* _Provided records_:
↓↓↓

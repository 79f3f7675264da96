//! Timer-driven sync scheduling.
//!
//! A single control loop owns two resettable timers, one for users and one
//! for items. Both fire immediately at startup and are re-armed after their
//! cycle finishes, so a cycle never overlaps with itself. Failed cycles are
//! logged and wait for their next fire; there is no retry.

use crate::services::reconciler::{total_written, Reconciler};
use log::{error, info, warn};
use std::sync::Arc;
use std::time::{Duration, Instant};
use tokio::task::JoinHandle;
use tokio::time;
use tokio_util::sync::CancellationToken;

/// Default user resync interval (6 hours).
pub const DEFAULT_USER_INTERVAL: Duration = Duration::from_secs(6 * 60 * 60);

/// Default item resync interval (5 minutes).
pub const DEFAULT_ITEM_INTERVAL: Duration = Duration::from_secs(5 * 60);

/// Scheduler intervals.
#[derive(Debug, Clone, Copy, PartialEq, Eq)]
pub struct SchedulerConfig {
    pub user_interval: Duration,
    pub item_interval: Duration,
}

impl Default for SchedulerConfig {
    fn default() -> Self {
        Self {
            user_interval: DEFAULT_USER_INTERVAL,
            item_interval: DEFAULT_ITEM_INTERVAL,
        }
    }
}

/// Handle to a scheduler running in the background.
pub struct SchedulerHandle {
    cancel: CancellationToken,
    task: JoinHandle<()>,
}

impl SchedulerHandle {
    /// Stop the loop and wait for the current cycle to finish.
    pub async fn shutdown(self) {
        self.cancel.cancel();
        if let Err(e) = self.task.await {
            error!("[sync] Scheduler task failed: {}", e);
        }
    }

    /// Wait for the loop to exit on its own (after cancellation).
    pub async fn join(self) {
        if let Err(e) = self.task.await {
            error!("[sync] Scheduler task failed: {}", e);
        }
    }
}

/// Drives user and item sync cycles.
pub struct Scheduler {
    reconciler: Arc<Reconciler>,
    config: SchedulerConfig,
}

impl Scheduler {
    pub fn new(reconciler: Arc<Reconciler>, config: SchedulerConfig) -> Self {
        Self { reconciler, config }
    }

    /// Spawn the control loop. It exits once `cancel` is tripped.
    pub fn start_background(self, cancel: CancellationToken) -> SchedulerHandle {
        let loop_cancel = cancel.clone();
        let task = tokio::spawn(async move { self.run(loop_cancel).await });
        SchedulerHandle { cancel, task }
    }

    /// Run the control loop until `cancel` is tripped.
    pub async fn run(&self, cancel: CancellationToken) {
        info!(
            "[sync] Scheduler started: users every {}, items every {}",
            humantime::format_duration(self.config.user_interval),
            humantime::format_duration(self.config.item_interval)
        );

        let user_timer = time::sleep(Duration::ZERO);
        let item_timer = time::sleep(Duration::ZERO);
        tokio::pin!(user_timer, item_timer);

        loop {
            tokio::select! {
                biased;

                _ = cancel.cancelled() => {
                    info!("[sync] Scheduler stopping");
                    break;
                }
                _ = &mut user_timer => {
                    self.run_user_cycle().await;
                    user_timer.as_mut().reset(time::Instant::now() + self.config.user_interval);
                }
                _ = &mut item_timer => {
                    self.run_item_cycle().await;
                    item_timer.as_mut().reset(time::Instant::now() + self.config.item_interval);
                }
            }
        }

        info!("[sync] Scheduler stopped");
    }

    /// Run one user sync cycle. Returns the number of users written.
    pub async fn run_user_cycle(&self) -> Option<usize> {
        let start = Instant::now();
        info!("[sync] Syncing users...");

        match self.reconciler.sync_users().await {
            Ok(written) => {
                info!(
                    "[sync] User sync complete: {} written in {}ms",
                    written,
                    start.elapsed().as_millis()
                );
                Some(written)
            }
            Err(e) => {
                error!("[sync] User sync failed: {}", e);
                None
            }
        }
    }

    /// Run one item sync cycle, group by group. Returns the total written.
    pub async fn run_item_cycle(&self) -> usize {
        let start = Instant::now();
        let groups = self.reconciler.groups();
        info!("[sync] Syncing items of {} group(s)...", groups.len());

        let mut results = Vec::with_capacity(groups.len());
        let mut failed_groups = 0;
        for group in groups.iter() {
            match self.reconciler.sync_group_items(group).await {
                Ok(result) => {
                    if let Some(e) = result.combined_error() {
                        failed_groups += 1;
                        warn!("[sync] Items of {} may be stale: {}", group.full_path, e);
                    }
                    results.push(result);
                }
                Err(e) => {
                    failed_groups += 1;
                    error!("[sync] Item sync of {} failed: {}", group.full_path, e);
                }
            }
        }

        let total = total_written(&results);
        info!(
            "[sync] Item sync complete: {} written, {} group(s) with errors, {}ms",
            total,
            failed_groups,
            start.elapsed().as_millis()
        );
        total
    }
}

↑↑↑

* _Work to complete_: All lines from the first line of the listing above through the line containing "self.cancel.cancel();" are to be retyped exactly. Leave out any other line.

* _Answer box_:
repository 79f3f7675264da96
//! Timer-driven sync scheduling.
//!
//! A single control loop owns two resettable timers, one for users and one
//! for items. Both fire immediately at startup and are re-armed after their
//! cycle finishes, so a cycle never overlaps with itself. Failed cycles are
//! logged and wait for their next fire; there is no retry.

use crate::services::reconciler::{total_written, Reconciler};
use log::{error, info, warn};
use std::sync::Arc;
use std::time::{Duration, Instant};
use tokio::task::JoinHandle;
use tokio::time;
use tokio_util::sync::CancellationToken;

/// Default user resync interval (6 hours).
pub const DEFAULT_USER_INTERVAL: Duration = Duration::from_secs(6 * 60 * 60);

/// Default item resync interval (5 minutes).
pub const DEFAULT_ITEM_INTERVAL: Duration = Duration::from_secs(5 * 60);

/// Scheduler intervals.
#[derive(Debug, Clone, Copy, PartialEq, Eq)]
pub struct SchedulerConfig {
    pub user_interval: Duration,
    pub item_interval: Duration,
}

impl Default for SchedulerConfig {
    fn default() -> Self {
        Self {
            user_interval: DEFAULT_USER_INTERVAL,
            item_interval: DEFAULT_ITEM_INTERVAL,
        }
    }
}

/// Handle to a scheduler running in the background.
pub struct SchedulerHandle {
    cancel: CancellationToken,
    task: JoinHandle<()>,
}

impl SchedulerHandle {
    /// Stop the loop and wait for the current cycle to finish.
    pub async fn shutdown(self) {
        self.cancel.cancel();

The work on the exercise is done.